Как поклонники вашего творчества отнеслись к новости о прекращении существования дуэта «Komar & Melamid»?
Некоторые сожалели. Но представьте себе, что это другая жизнь, мы умерли, это символическая смерть.
А цены на работы?
Цены поднялись. Когда художник умирает, цены всегда растут.
А на индивидуальное творчество?
Эти цены остались на старом уровне, который был до смерти.
Где вы берете идеи для своих работ, чем вы вдохновляетесь?
Тем, что интересно. Тем, во что влюбляюсь. Я влюбляюсь иногда в теорию, не только в людей и зверей. Без любви все становится механическим актом.
Вдохновение было чаще, когда мы были моложе. Вы знаете, опыт — страшная вещь. Когда вы ребенок, вы видите летит бабочка, и вы потрясаетесь, как это красиво. А потом видите еще раз, третий, четвертый. И вы уже не можете восхищаться. Вместе с удивлением исчезает восхищение, свежесть восприятия. И в этом смысле опыт убивает в вас умение свежо воспринимать.
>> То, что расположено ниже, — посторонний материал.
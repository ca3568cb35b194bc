/// Core evaluation logic.
///
/// Contains the evaluation result type, the numeric encoding of booleans and
/// the dispatch of [`crate::ast::Expr::eval`] over expression variants.
pub mod core;

/// Binary operator evaluation.
///
/// Arithmetic, short-circuiting logical connectives and comparisons.
pub mod binary;

/// Unary operator evaluation.
///
/// Arithmetic negation and logical NOT.
pub mod unary;

/// Statement execution.
///
/// Implements [`crate::ast::Stmt::execute`] and
/// [`crate::ast::Program::execute`]: assignments, loops, conditionals and the
/// emission of turtle commands.
pub mod statement;
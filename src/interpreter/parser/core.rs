use log::debug;

use crate::{
    ast::Program,
    error::{GrammarRule, ParseError, ParseErrorKind},
    interpreter::lexer::{Token, TokenKind, TokenSource},
};

/// Result type used by the grammar functions.
///
/// Errors carry no line; [`Parser::parse`] adds it on the way out.
pub type ParseResult<T> = Result<T, ParseErrorKind>;

/// Recursive-descent parser with a single token of lookahead.
///
/// Grammar functions inspect [`Parser::lookahead`] to choose a production and
/// consume tokens only through [`Parser::match_token`]. There is no
/// backtracking and no error recovery: the first error ends the parse.
pub struct Parser<S: TokenSource> {
    source:    S,
    lookahead: Token,
}

impl<S: TokenSource> Parser<S> {
    /// Creates a parser reading from `source`.
    ///
    /// No token is read until [`Parser::parse`] is called.
    pub const fn new(source: S) -> Self {
        Self { source,
               lookahead: Token::Eot }
    }

    /// Parses a complete program.
    ///
    /// Grammar: `program := block* EOT`
    ///
    /// The lookahead is primed with the first token, then blocks are parsed
    /// until end of text.
    ///
    /// # Errors
    /// Returns a [`ParseError`] carrying the line the token source was on when
    /// the first syntax error was detected. No partial program is returned.
    ///
    /// # Example
    /// ```
    /// use turtlec::{
    ///     ast::{Expr, Stmt},
    ///     interpreter::{lexer::Lexer, parser::core::Parser},
    /// };
    ///
    /// let program = Parser::new(Lexer::new("PENDOWN FORWARD 10")).parse().unwrap();
    ///
    /// assert_eq!(program.statements,
    ///            vec![Stmt::Block(vec![Stmt::PenDown, Stmt::Forward(Expr::Constant(10.0))])]);
    /// ```
    pub fn parse(mut self) -> Result<Program, ParseError> {
        match self.parse_program() {
            Ok(program) => {
                debug!("parsed {} top-level statement(s)", program.statements.len());
                Ok(program)
            },
            Err(kind) => Err(ParseError { kind,
                                          line: self.source.line() }),
        }
    }

    fn parse_program(&mut self) -> ParseResult<Program> {
        self.lookahead = self.source.next_token()?;

        let mut statements = Vec::new();
        while self.lookahead != Token::Eot {
            statements.push(self.parse_block()?);
        }
        self.match_token(TokenKind::Eot)?;

        Ok(Program { statements })
    }

    /// The current, not yet consumed, token.
    pub(in crate::interpreter::parser) const fn lookahead(&self) -> &Token {
        &self.lookahead
    }

    /// Consumes the lookahead if it is of the `expected` kind.
    ///
    /// This is the only place tokens are consumed. End of text is matched
    /// without reading past it.
    ///
    /// # Errors
    /// Returns [`ParseErrorKind::UnexpectedToken`] naming the token found and
    /// the token expected.
    pub(in crate::interpreter::parser) fn match_token(&mut self,
                                                      expected: TokenKind)
                                                      -> ParseResult<Token> {
        if self.lookahead.kind() != expected {
            return Err(ParseErrorKind::UnexpectedToken { found: self.lookahead.clone(),
                                                         expected });
        }
        if expected == TokenKind::Eot {
            return Ok(Token::Eot);
        }

        let next = self.source.next_token()?;
        Ok(std::mem::replace(&mut self.lookahead, next))
    }

    /// Matches an identifier and returns its name.
    pub(in crate::interpreter::parser) fn match_identifier(&mut self) -> ParseResult<String> {
        match self.match_token(TokenKind::Identifier)? {
            Token::Identifier(name) => Ok(name),
            found => Err(ParseErrorKind::UnexpectedToken { found,
                                                         expected: TokenKind::Identifier }),
        }
    }

    /// Matches a numeric literal and returns its value.
    pub(in crate::interpreter::parser) fn match_real(&mut self) -> ParseResult<f32> {
        match self.match_token(TokenKind::Real)? {
            Token::Real(value) => Ok(value),
            found => Err(ParseErrorKind::UnexpectedToken { found,
                                                         expected: TokenKind::Real }),
        }
    }

    /// Fails with the current lookahead as an unrecognized start of `rule`.
    pub(in crate::interpreter::parser) fn unrecognized<T>(&self,
                                                          rule: GrammarRule)
                                                          -> ParseResult<T> {
        Err(ParseErrorKind::UnrecognizedConstruct { rule,
                                                    found: self.lookahead.clone() })
    }
}

#[cfg(test)]
mod tests {
    use super::*;
    use crate::{
        ast::{BinaryOperator, Expr, Stmt, UnaryOperator},
        interpreter::lexer::Lexer,
    };

    fn parse(source: &str) -> Result<Program, ParseError> {
        Parser::new(Lexer::new(source)).parse()
    }

    fn parse_single(source: &str) -> Stmt {
        let mut program = parse(source).unwrap_or_else(|e| panic!("{source:?}: {e}"));
        assert_eq!(program.statements.len(), 1);
        match program.statements.remove(0) {
            Stmt::Block(mut statements) if statements.len() == 1 => statements.remove(0),
            other => other,
        }
    }

    fn condition_of(source: &str) -> Expr {
        match parse_single(source) {
            Stmt::While { condition, .. } | Stmt::If { condition, .. } => condition,
            other => panic!("not a conditional statement: {other:?}"),
        }
    }

    fn num(value: f32) -> Expr {
        Expr::Constant(value)
    }

    fn var(name: &str) -> Expr {
        Expr::variable(name)
    }

    #[test]
    fn empty_program_has_no_statements() {
        assert_eq!(parse("").unwrap(), Program::default());
        assert_eq!(parse("  // nothing here\n").unwrap(), Program::default());
    }

    #[test]
    fn multiplication_binds_tighter_than_addition() {
        assert_eq!(parse_single("FORWARD 10+5*2"),
                   Stmt::Forward(Expr::binary(num(10.0),
                                              BinaryOperator::Add,
                                              Expr::binary(num(5.0),
                                                           BinaryOperator::Mul,
                                                           num(2.0)))));
    }

    #[test]
    fn additive_operators_are_left_associative() {
        assert_eq!(parse_single("x := 8 - 4 - 2"),
                   Stmt::Assign { name:  "x".to_string(),
                                  value: Expr::binary(Expr::binary(num(8.0),
                                                                   BinaryOperator::Sub,
                                                                   num(4.0)),
                                                      BinaryOperator::Sub,
                                                      num(2.0)), });
    }

    #[test]
    fn unary_minus_nests_and_unary_plus_vanishes() {
        assert_eq!(parse_single("FORWARD -(-5)"),
                   Stmt::Forward(Expr::unary(UnaryOperator::Negate,
                                             Expr::unary(UnaryOperator::Negate, num(5.0)))));
        assert_eq!(parse_single("FORWARD +x"), Stmt::Forward(var("x")));
    }

    #[test]
    fn and_chains_fold_left_to_right() {
        let a = Expr::binary(var("a"), BinaryOperator::Less, num(1.0));
        let b = Expr::binary(var("b"), BinaryOperator::Less, num(2.0));
        let c = Expr::binary(var("c"), BinaryOperator::Less, num(3.0));

        assert_eq!(condition_of("WHILE a < 1 AND b < 2 AND c < 3 DO HOME OD"),
                   Expr::binary(Expr::binary(a, BinaryOperator::And, b),
                                BinaryOperator::And,
                                c));
    }

    #[test]
    fn and_binds_tighter_than_or() {
        let a = Expr::binary(var("a"), BinaryOperator::Equal, num(1.0));
        let b = Expr::binary(var("b"), BinaryOperator::Equal, num(2.0));
        let c = Expr::binary(var("c"), BinaryOperator::Equal, num(3.0));

        assert_eq!(condition_of("IF a = 1 OR b = 2 AND c = 3 THEN HOME FI"),
                   Expr::binary(a,
                                BinaryOperator::Or,
                                Expr::binary(b, BinaryOperator::And, c)));
    }

    #[test]
    fn not_applies_to_a_single_factor() {
        let a = Expr::binary(var("a"), BinaryOperator::NotEqual, num(1.0));
        let b = Expr::binary(var("b"), BinaryOperator::GreaterEqual, num(2.0));

        assert_eq!(condition_of("IF NOT a <> 1 AND b >= 2 THEN HOME FI"),
                   Expr::binary(Expr::unary(UnaryOperator::Not, a), BinaryOperator::And, b));
    }

    #[test]
    fn parenthesized_condition_groups_boolean_operators() {
        let a = Expr::binary(var("a"), BinaryOperator::LessEqual, num(1.0));
        let b = Expr::binary(var("b"), BinaryOperator::Greater, num(2.0));
        let c = Expr::binary(var("c"), BinaryOperator::Less, num(3.0));

        assert_eq!(condition_of("IF (a <= 1 OR b > 2) AND c < 3 THEN HOME FI"),
                   Expr::binary(Expr::binary(a, BinaryOperator::Or, b),
                                BinaryOperator::And,
                                c));
    }

    #[test]
    fn elsif_chain_nests_in_else_branch() {
        let statement = parse_single("IF x = 0 THEN HOME ELSIF x = 1 THEN PENUP ELSE PENDOWN FI");

        let expected =
            Stmt::If { condition:   Expr::binary(var("x"), BinaryOperator::Equal, num(0.0)),
                       body:        Box::new(Stmt::Block(vec![Stmt::Home])),
                       else_branch: Some(Box::new(Stmt::If { condition:   Expr::binary(var("x"),
                                                                                       BinaryOperator::Equal,
                                                                                       num(1.0)),
                                                             body:        Box::new(Stmt::Block(vec![Stmt::PenUp])),
                                                             else_branch: Some(Box::new(Stmt::Block(vec![Stmt::PenDown]))), })), };
        assert_eq!(statement, expected);
    }

    #[test]
    fn if_without_else_has_no_branch() {
        match parse_single("IF x > 0 THEN HOME FI") {
            Stmt::If { else_branch, .. } => assert!(else_branch.is_none()),
            other => panic!("unexpected statement {other:?}"),
        }
    }

    #[test]
    fn adjacent_statements_form_one_block() {
        let program = parse("PENDOWN\nFORWARD 1 LEFT 90\nx := 2").unwrap();

        assert_eq!(program.statements,
                   vec![Stmt::Block(vec![Stmt::PenDown,
                                         Stmt::Forward(num(1.0)),
                                         Stmt::Left(num(90.0)),
                                         Stmt::Assign { name:  "x".to_string(),
                                                        value: num(2.0), }])]);
    }

    #[test]
    fn missing_od_reports_mismatch_with_line() {
        let error = parse("x := 3\nWHILE x > 0 DO\n  FORWARD 10\nFI").unwrap_err();

        assert_eq!(error.kind,
                   ParseErrorKind::UnexpectedToken { found:    Token::Fi,
                                                     expected: TokenKind::Od, });
        assert_eq!(error.line, 4);
        assert_eq!(error.to_string(), "4: Unexpected token 'FI', Expecting 'OD'");
    }

    #[test]
    fn missing_od_at_end_of_text() {
        let error = parse("WHILE x > 0 DO\n  FORWARD 10").unwrap_err();

        assert_eq!(error.kind,
                   ParseErrorKind::UnexpectedToken { found:    Token::Eot,
                                                     expected: TokenKind::Od, });
        assert_eq!(error.line, 2);
    }

    #[test]
    fn bare_expression_is_not_a_condition() {
        let error = parse("x := 3 WHILE x DO x := x - 1 OD").unwrap_err();

        assert_eq!(error.kind,
                   ParseErrorKind::UnrecognizedConstruct { rule:  GrammarRule::Comparison,
                                                           found: Token::Do, });
    }

    #[test]
    fn stray_token_is_not_a_statement() {
        let error = parse("HOME\n)").unwrap_err();

        assert_eq!(error.kind,
                   ParseErrorKind::UnrecognizedConstruct { rule:  GrammarRule::Statement,
                                                           found: Token::RParen, });
        assert_eq!(error.line, 2);
    }

    #[test]
    fn dangling_if_needs_else_part() {
        let error = parse("IF x < 1 THEN HOME OD").unwrap_err();

        assert_eq!(error.kind,
                   ParseErrorKind::UnrecognizedConstruct { rule:  GrammarRule::ElsePart,
                                                           found: Token::Od, });
    }

    #[test]
    fn missing_operand_is_reported() {
        let error = parse("FORWARD 1 +").unwrap_err();

        assert_eq!(error.kind,
                   ParseErrorKind::UnrecognizedConstruct { rule:  GrammarRule::Factor,
                                                           found: Token::Eot, });
    }

    #[test]
    fn assignment_requires_walrus() {
        let error = parse("x = 1").unwrap_err();

        assert_eq!(error.kind,
                   ParseErrorKind::UnexpectedToken { found:    Token::Equal,
                                                     expected: TokenKind::Assign, });
    }

    #[test]
    fn lexer_errors_surface_with_line() {
        let error = parse("HOME\nFORWARD 1 ? 2").unwrap_err();

        assert_eq!(error.kind, ParseErrorKind::InvalidCharacter { slice: "?".to_string() });
        assert_eq!(error.line, 2);
    }
}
Художник для вас — это больше творец или ремесленник?
Я думаю, каждый человек — отражение Бога. Бог — творец, так что все мы обезьяны Творца, в той или иной степени. Все художники. Бог — самый лучший абстракционист. Посмотрите на небо. Помню, в Голландии однажды увидел небо, когда после дождя в нем какое-то отражение возникло. Там появилось два солнца, которые отражают какие-то лучи, кипело все небо. Я стоял на мосту и жалел, что у меня нет фотоаппарата, что это небо нельзя запомнить. Это величайшая абстракция, которую я видел в жизни. Она ничего не изображала. Абстракция не хочет что-то изображать, она изображает сама себя. Это новый жанр в истории искусства, но он всегда был на небе. Просто люди редко смотрят на него. Бог — великий художник. Адам создан по образу и подобию, а значит, мы все творцы. Просто некоторые это любят, а некоторые — нет.
Как вы относитесь к тому искусству, которое сейчас называют современным?
Сейчас нет современного искусства, сейчас все цветы цветут. Все, что было сделано, найдено, все сосуществует. Если раньше были течения, которые обновлялись, то сейчас такой момент, когда образовалась некая дельта. Как у реки перед впадением куда-то. Такая дельта сосуществования разных направлений. Этого никогда в истории искусств до конца XIX века не было. Сейчас вы идете, например, по улице Нью-Йорка, и там очень много галерей. Здесь продают фотографии, здесь абстрактный экспрессионизм, в этой галерее — геометрический абстракционизм, а в следующей — реализм. Все продается, и все стоит рядом. Этого не было никогда в истории, такой дельты одновременного существования всех созданных течений.
И новое не возникает. Все эти течения впадают в такое Каспийское море небольшое, и там происходит бульканье и уже джакузи с подводными течениями, которые и незаметны. Поэтому мы с Аликом и открыли течение концептуальной эклектики — мы поняли, что единственное новое сегодня (мы это поняли еще в начале 70-х годов) — это соединить все эти течения в одно. Это единственный новый жест.
А это возможно?
Посмотрите выставку. Это не так тяжело. Вы верите и в Дарвина, и в Бога одновременно. Надо просто вывернуть наизнанку свое сознание. Мы не чувствительны к противоречиям, у нас голова полна ими. У нас в голове русский салат — мы верим и в то, и в другое, и в третье. Микеланджело ненавидел готику, он ее не любил. А мы сегодня любим и готику, и византийское искусство, и Кандинского. Отстранитесь, выверните себя наизнанку и тогда увидите такое количество противоречий, что лучше опять закрыться. У нас синтез заменился эклектикой, и это хорошо. То, что еще происходит эклектика, и не только в искусстве, но и в жизни, это одна из причин, почему мы до сих пор не пригорели на этой сковородке с атомными грибами.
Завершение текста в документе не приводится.